WHAT YOU SHOULD DO: Below are some records. Copy every line in them that holds "over".

DATASET START

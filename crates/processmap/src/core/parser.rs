//! Core parser trait for document decoding

use anyhow::Result;

use super::Database;

/// Core trait for document parsers
///
/// A parser reads a complete document and fills the database with what it
/// finds. Document-level failures are errors; problems with single records
/// are skipped and logged.
pub trait Parser<D: Database>: Send + Sync {
    fn parse(&self, input: &str, database: &mut D) -> Result<()>;

    fn name(&self) -> &'static str;

    fn version(&self) -> &'static str;

    /// Cheap check that the input looks like this parser's format
    fn can_parse(&self, input: &str) -> bool;
}

#[cfg(test)]
mod tests {
    use super::*;
    use crate::core::{Diagram, Notation};
    use crate::plugins::drawio::DrawioParser;

    #[test]
    fn test_parser_identity() {
        let parser = DrawioParser::new();
        assert_eq!(parser.name(), "drawio");
        assert_eq!(parser.version(), "0.1.0");
    }

    #[test]
    fn test_parser_can_parse() {
        let parser = DrawioParser::new();
        assert!(parser.can_parse("<mxfile><diagram id=\"d\"/></mxfile>"));
        assert!(!parser.can_parse("graph TD; A-->B"));
    }

    #[test]
    fn test_parse_into_database() {
        let parser = DrawioParser::new();
        let mut diagram = Diagram::new("d", "scratch", Some(Notation::Epc));
        let xml = r#"<mxfile><diagram id="d1" name="x"><mxGraphModel><root>
            <mxCell id="0"/><mxCell id="1" parent="0"/>
            <mxCell id="a" value="A" style="shape=hexagon" parent="1" vertex="1">
              <mxGeometry x="1" y="2" width="3" height="4" as="geometry"/>
            </mxCell>
        </root></mxGraphModel></diagram></mxfile>"#;
        parser.parse(xml, &mut diagram).unwrap();
        assert_eq!(diagram.node_count(), 1);
        assert_eq!(diagram.edge_count(), 0);
    }
}
//! Core database trait for diagram data storage
//!
//! The node/edge store that parsers fill and renderers read. The `Diagram`
//! aggregate implements it with elements as nodes and connections as edges.

use anyhow::Result;

/// Core trait for diagram databases
///
/// Nodes are the top-level shapes; nested shapes travel inside their node.
/// Edges may name nodes that are not (yet) present.
pub trait Database: Send + Sync {
    /// The node data type for this database
    type Node: Clone + Send + Sync;

    /// The edge data type for this database
    type Edge: Clone + Send + Sync;

    /// Add a node to the database
    fn add_node(&mut self, node: Self::Node) -> Result<()>;

    /// Add an edge to the database
    fn add_edge(&mut self, edge: Self::Edge) -> Result<()>;

    /// Get a top-level node by ID
    fn get_node(&self, id: &str) -> Option<&Self::Node>;

    /// Iterate over all nodes
    fn nodes(&self) -> impl Iterator<Item = &Self::Node>;

    /// Iterate over all edges
    fn edges(&self) -> impl Iterator<Item = &Self::Edge>;

    /// Clear all data from the database
    fn clear(&mut self);

    /// Get the number of nodes
    fn node_count(&self) -> usize;

    /// Get the number of edges
    fn edge_count(&self) -> usize;

    /// No nodes and no edges
    fn is_empty(&self) -> bool {
        self.node_count() == 0 && self.edge_count() == 0
    }
}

DATASET END

SOLUTION FOR THIS EXERCISE:
    /// Iterate over all nodes
    /// Iterate over all edges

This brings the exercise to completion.